Up to the end of last week, 846 confirmed cases of infection by Novel Coronavirus (2019-nCov) were reported globally, including 830 cases from China. Of these, 177 cases were severe and 25 died. Of the confirmed cases, 80 per cent were people over the age of 40 and 64 per cent were men.
Other cases have been reported in Thailand (4), Japan (2); Hong Kong (2), the Republic of Korea (2), Macau (2) and Singapore (1). In the Americas, the United States has confirmed two cases of travelers from China, and other countries ruled out or is investigating suspicious cases.
In Wuhan, China, where the latest outbreak is said to have orginiated, health workers were one of the affected groups, which has put health services under pressure. For this reason, Etienne stressed the importance of the awareness and training of health personnel in the region and promoting the use of infection prevention equipment to protect them from disease.
Last week, Director-General of the World Health Organization (WHO) Dr Tedros Adhanom Ghebreyesus convened the Emergency Committee to advise him on whether the outbreak in China constitutes a public health emergency of international concern (PHEIC). He decided not to declare a public health emergency at this time, but said it is an emergency in China, and that the outbreak poses a high risk at the regional and global levels.
“The fact that WHO has not declared an emergency does not mean that we are not facing a major public health challenge,” said PAHO Assistant Director Dr Jarbas Barbosa. “With globalization and international travel, it’s not unexpected that countries in the region can receive people with the virus.”
The Director of PAHO’s Health Emergencies Department, Dr Ciro Ugarte, stressed that epidemiological surveillance for early detection of cases, as well as the management of patients with proper infection prevention and control measures to limit person-to-person transmission, can reduce secondary cases and prevent a spread of the disease.
“The nature of 2019-nCoV is very similar to influenza, and the symptoms are similar to those of SARS (Severe Acute Respiratory Syndrome): fever, cough, shortness of breath and pneumonia,” Ugarte said, adding that there is no specific treatment and no vaccine for the new coronavirus.
Meantime, the Caribbean Public Health Agency (CARPHA) says it is monitoring developments and working closely with its international health partners to respond to this health threat and provide timely advice and support to the preparedness activities of Caribbean Member States.

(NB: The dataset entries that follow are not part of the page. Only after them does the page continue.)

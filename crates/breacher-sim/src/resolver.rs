//! Attack resolution math.
//!
//! Every direct-fire path (aimed, defensive, reaction, suppressive)
//! funnels through the same roll so the chance model stays in one
//! place. Exactly one RNG draw happens per shot; the training override
//! in [`DamageRules`] forces the outcome but still consumes the draw,
//! keeping replays aligned across rule variants.

use rand::Rng;

use breacher_core::combat::{AttackResult, DamageRules};
use breacher_core::constants::{OVERWATCH_ACCURACY_FACTOR, SUPPRESS_ACCURACY_FACTOR};
use breacher_core::enums::CoverHeight;
use breacher_core::modifiers::StatKind;
use breacher_core::types::GridPos;
use breacher_map::{los, MapState};

use crate::actor::Actor;

/// Geometry gate shared by the aimed-fire paths: in range, line of
/// sight, and the aim cell not behind full cover.
pub fn clear_shot(attacker: &Actor, aim: GridPos, map: &MapState) -> bool {
    attacker.pos.distance_to(aim) <= attacker.weapon.range
        && los::has_line_of_sight(map, attacker.pos, aim)
        && map.cover_toward(aim, attacker.pos) != CoverHeight::Full
}

/// Whether a deliberate attack may resolve right now.
pub fn can_attack(attacker: &Actor, target: &Actor, map: &MapState) -> bool {
    attacker.is_alive() && target.is_alive() && clear_shot(attacker, target.pos, map)
}

/// Suppression only needs range and sight to the aim point; full cover
/// degrades the roll instead of forbidding the burst.
pub fn can_suppress(attacker: &Actor, aim: GridPos, map: &MapState) -> bool {
    attacker.pos.distance_to(aim) <= attacker.weapon.range
        && los::has_line_of_sight(map, attacker.pos, aim)
}

/// Hit chance of a standard attack against a target in place.
pub fn hit_chance(
    attacker: &Actor,
    target: &Actor,
    map: &MapState,
    rules: &DamageRules,
    tick: u64,
) -> f64 {
    let cover = map.cover_toward(target.pos, attacker.pos);
    hit_chance_toward(attacker, target.pos, cover, rules, tick, 1.0)
}

/// Chance model: accuracy minus a linear range penalty, scaled down by
/// the target's cover and the shot-kind factor, clamped to the rule
/// band so no shot is ever certain either way.
fn hit_chance_toward(
    attacker: &Actor,
    aim: GridPos,
    cover: CoverHeight,
    rules: &DamageRules,
    tick: u64,
    factor: f64,
) -> f64 {
    let dist = attacker.pos.distance_to(aim);
    let range_penalty = rules.range_penalty * (dist / attacker.weapon.range);
    let base = attacker.resolved_accuracy(tick) - range_penalty;
    let chance = base * (1.0 - rules.cover_reduction(cover)) * factor;
    chance.clamp(rules.hit_chance_min, rules.hit_chance_max)
}

/// Damage through armor: positive raw damage always leaves at least the
/// floor; zero or negative raw damage stays zero.
pub fn damage_after_armor(raw: i32, armor: i32, rules: &DamageRules) -> i32 {
    if raw <= 0 {
        return 0;
    }
    (raw - armor).max(rules.damage_floor)
}

fn roll(
    rng: &mut impl Rng,
    attacker: &Actor,
    target_armor: i32,
    aim: GridPos,
    cover: CoverHeight,
    rules: &DamageRules,
    tick: u64,
    factor: f64,
    raw: i32,
) -> (AttackResult, f64) {
    let chance = hit_chance_toward(attacker, aim, cover, rules, tick, factor);
    let sample: f64 = rng.gen();
    let hit = rules.always_hit || sample < chance;
    let (raw_damage, damage) = if hit {
        (raw, damage_after_armor(raw, target_armor, rules))
    } else {
        (0, 0)
    };
    (
        AttackResult {
            hit,
            raw_damage,
            damage,
            hit_chance: chance,
            cover,
        },
        sample,
    )
}

/// Resolve a deliberate or defensive shot at a stationary target.
pub fn resolve_attack(
    rng: &mut impl Rng,
    attacker: &Actor,
    target: &Actor,
    map: &MapState,
    rules: &DamageRules,
    tick: u64,
) -> AttackResult {
    let cover = map.cover_toward(target.pos, attacker.pos);
    roll(
        rng,
        attacker,
        target.armor,
        target.pos,
        cover,
        rules,
        tick,
        1.0,
        attacker.weapon.damage,
    )
    .0
}

/// Resolve overwatch reaction fire against a mover entering `entered`.
/// The mover's committed position is still the previous cell, so cover
/// and range are taken against the cell being entered.
pub fn resolve_reaction(
    rng: &mut impl Rng,
    attacker: &Actor,
    target: &Actor,
    entered: GridPos,
    map: &MapState,
    rules: &DamageRules,
    tick: u64,
) -> AttackResult {
    let cover = map.cover_toward(entered, attacker.pos);
    let factor = OVERWATCH_ACCURACY_FACTOR
        * attacker
            .modifiers
            .resolve(StatKind::OverwatchAccuracy, 1.0, tick);
    roll(
        rng,
        attacker,
        target.armor,
        entered,
        cover,
        rules,
        tick,
        factor,
        attacker.weapon.damage,
    )
    .0
}

/// Resolve a suppressive burst against a target. Returns the result and
/// the raw roll so the caller can grade near misses for the pin check.
pub fn resolve_suppression(
    rng: &mut impl Rng,
    attacker: &Actor,
    target: &Actor,
    map: &MapState,
    rules: &DamageRules,
    tick: u64,
) -> (AttackResult, f64) {
    let cover = map.cover_toward(target.pos, attacker.pos);
    roll(
        rng,
        attacker,
        target.armor,
        target.pos,
        cover,
        rules,
        tick,
        SUPPRESS_ACCURACY_FACTOR,
        attacker.weapon.damage / 2,
    )
}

It said the National Disaster Management Offices across the region have been advised and are engaging in local readiness actions together with the Health Disaster Coordinators, Ministries of Health.

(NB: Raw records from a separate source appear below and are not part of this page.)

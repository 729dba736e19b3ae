//! Events emitted by the simulation for presentation and logging.
//!
//! The engine appends events to an internal buffer; consumers drain the
//! buffer between ticks. Running headless with nobody draining is fine.

use serde::{Deserialize, Serialize};

use crate::combat::AttackResult;
use crate::enums::*;
use crate::interact::{DoorState, InteractVerb};
use crate::types::{ActorId, GridPos, InteractableId};

/// Everything notable that happens during combat resolution.
#[derive(Debug, Clone, Serialize, Deserialize)]
#[serde(tag = "type")]
pub enum CombatEvent {
    /// A shot was resolved, hit or miss.
    ShotResolved {
        attacker: ActorId,
        target: ActorId,
        kind: ShotKind,
        result: AttackResult,
    },
    /// An area suppression burst was laid on a tile.
    SuppressiveFire {
        attacker: ActorId,
        tile: GridPos,
        pinned: u32,
    },
    /// A crew actor dropped to 0 HP and is incapacitated.
    ActorDowned { actor: ActorId },
    /// An actor died. `by` carries kill credit when known.
    ActorKilled { actor: ActorId, by: Option<ActorId> },
    /// A status effect landed on an actor.
    EffectApplied { actor: ActorId, effect: EffectKind },
    ReloadStarted { actor: ActorId },
    ReloadCompleted { actor: ActorId },
    /// An ability left the caster's hand toward a tile.
    AbilityUsed {
        caster: ActorId,
        ability: String,
        at: GridPos,
    },
    /// A delayed ability went off.
    AbilityDetonated {
        ability: String,
        at: GridPos,
        affected: u32,
    },
    ChannelStarted {
        actor: ActorId,
        target: InteractableId,
        verb: InteractVerb,
    },
    ChannelCompleted {
        actor: ActorId,
        target: InteractableId,
        verb: InteractVerb,
    },
    /// A channel was broken by damage, a stun, or a new order.
    ChannelInterrupted {
        actor: ActorId,
        target: InteractableId,
    },
    DoorChanged {
        id: InteractableId,
        state: DoorState,
    },
    /// An armed hazard went off.
    HazardDetonated { id: InteractableId, at: GridPos },
    /// The mission-wide alarm latched on.
    AlarmRaised { tick: u64 },
    /// The battle advanced to a new pacing phase.
    PhaseChanged { phase: BattlePhase },
    /// A reinforcement wave arrived.
    WaveSpawned { wave: u32, count: u32 },
    /// An objective moved to a new status.
    ObjectiveChanged {
        index: usize,
        status: ObjectiveStatus,
    },
    /// The crew was ordered to withdraw.
    RetreatInitiated,
    /// The mission finished.
    MissionEnded { outcome: MissionOutcome },
}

“CDEMA and the Regional Response Mechanism Partners will continue to monitor the situation and will provide updates if the situation warrants,” it added.

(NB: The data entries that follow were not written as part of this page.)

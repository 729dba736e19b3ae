//! Enemy decision state machine.
//!
//! Pure functions that turn one enemy's view of the fight into a single
//! decision for the tick. No engine dependency — operates on plain data;
//! the sim applies decisions through the same order calls a player uses.

use breacher_core::constants::*;
use breacher_core::enums::{AlarmState, CoverHeight, DetectionState, EnemyArchetype};
use breacher_core::types::{ActorId, GridPos};
use rand::Rng;

use crate::profiles::profile;

/// One hostile the enemy can currently see.
pub struct VisibleTarget {
    pub id: ActorId,
    pub pos: GridPos,
    pub distance: f64,
    /// Cover the target enjoys against this perceiver.
    pub cover: CoverHeight,
}

/// Input to the decision function for a single enemy.
pub struct EnemyContext {
    pub archetype: EnemyArchetype,
    pub position: GridPos,
    pub hp_frac: f64,
    pub magazine: u32,
    pub reserve: u32,
    pub suppressed: bool,
    pub detection: DetectionState,
    pub last_known: Option<GridPos>,
    pub alarm: AlarmState,
    pub targets: Vec<VisibleTarget>,
}

/// What the enemy wants to do this tick.
#[derive(Debug, Clone, Copy, PartialEq)]
pub enum Decision {
    Hold,
    /// Wander near the spawn post; the sim draws the waypoint.
    Patrol,
    MoveTo(GridPos),
    Attack(ActorId),
    Suppress(ActorId),
    Overwatch(GridPos),
    Reload,
}

/// Evaluate one enemy. Returns the decision for this tick.
pub fn decide(ctx: &EnemyContext) -> Decision {
    let profile = profile(ctx.archetype);

    // Dry magazine trumps everything else.
    if ctx.magazine == 0 {
        if ctx.reserve > 0 {
            return Decision::Reload;
        }
        return Decision::Hold;
    }

    if let Some(target) = nearest_target(ctx) {
        return engage(ctx, &profile, target);
    }

    if ctx.detection == DetectionState::Alerted {
        return hunt(ctx, &profile);
    }

    // Nothing seen or heard. Wander only while the station is quiet;
    // a raised alarm keeps everyone at their post.
    if ctx.alarm == AlarmState::Quiet && profile.patrol_radius > 0 {
        return Decision::Patrol;
    }
    Decision::Hold
}

fn engage(
    ctx: &EnemyContext,
    profile: &crate::profiles::ArchetypeProfile,
    target: &VisibleTarget,
) -> Decision {
    match ctx.archetype {
        EnemyArchetype::Raider => {
            // Close the gap before opening up. Suppressed or badly hurt
            // raiders fire from where they stand instead.
            if target.distance > profile.engage_range
                && !ctx.suppressed
                && ctx.hp_frac >= RAIDER_CHARGE_HP_FRAC
            {
                return Decision::MoveTo(target.pos);
            }
            Decision::Attack(target.id)
        }
        EnemyArchetype::Heavy => {
            if target.distance > profile.suppress_range && ctx.magazine >= SUPPRESS_AMMO_COST {
                return Decision::Suppress(target.id);
            }
            Decision::Attack(target.id)
        }
        EnemyArchetype::Sentry | EnemyArchetype::WarDrone => Decision::Attack(target.id),
    }
}

fn hunt(ctx: &EnemyContext, profile: &crate::profiles::ArchetypeProfile) -> Decision {
    let last_known = match ctx.last_known {
        Some(pos) => pos,
        None => return Decision::Hold,
    };

    // Sentries post up and watch the sighting instead of chasing it.
    if profile.uses_overwatch {
        return Decision::Overwatch(last_known);
    }
    if ctx.suppressed || last_known == ctx.position {
        return Decision::Hold;
    }
    Decision::MoveTo(last_known)
}

/// Nearest visible hostile. Ties go to the more exposed target, then the
/// lower actor id, so equal distances resolve the same way every run.
fn nearest_target(ctx: &EnemyContext) -> Option<&VisibleTarget> {
    ctx.targets.iter().min_by(|a, b| {
        a.distance
            .partial_cmp(&b.distance)
            .unwrap_or(std::cmp::Ordering::Equal)
            .then(a.cover.cmp(&b.cover))
            .then(a.id.0.cmp(&b.id.0))
    })
}

/// Pick a wander waypoint near the spawn post. Always draws exactly two
/// offsets from the caller's stream; the sim validates walkability and
/// falls back to holding if the tile is bad.
pub fn patrol_waypoint<R: Rng>(rng: &mut R, spawn: GridPos, radius: i32) -> GridPos {
    let dx = rng.gen_range(-radius..=radius);
    let dy = rng.gen_range(-radius..=radius);
    spawn.offset(dx, dy)
}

Coronaviruses (CoV) are a large family of viruses that cause illness ranging from the common cold to more severe diseases such as Middle East Respiratory Syndrome (MERS-CoV) and Severe Acute Respiratory Syndrome (SARS-CoV). A novel coronavirus (nCoV) is a new strain that has not been previously identified in humans.
Common signs of infection include respiratory symptoms, fever, cough, shortness of breath and breathing difficulties. In more severe cases, infection can cause pneumonia, severe acute respiratory syndrome, kidney failure and even death.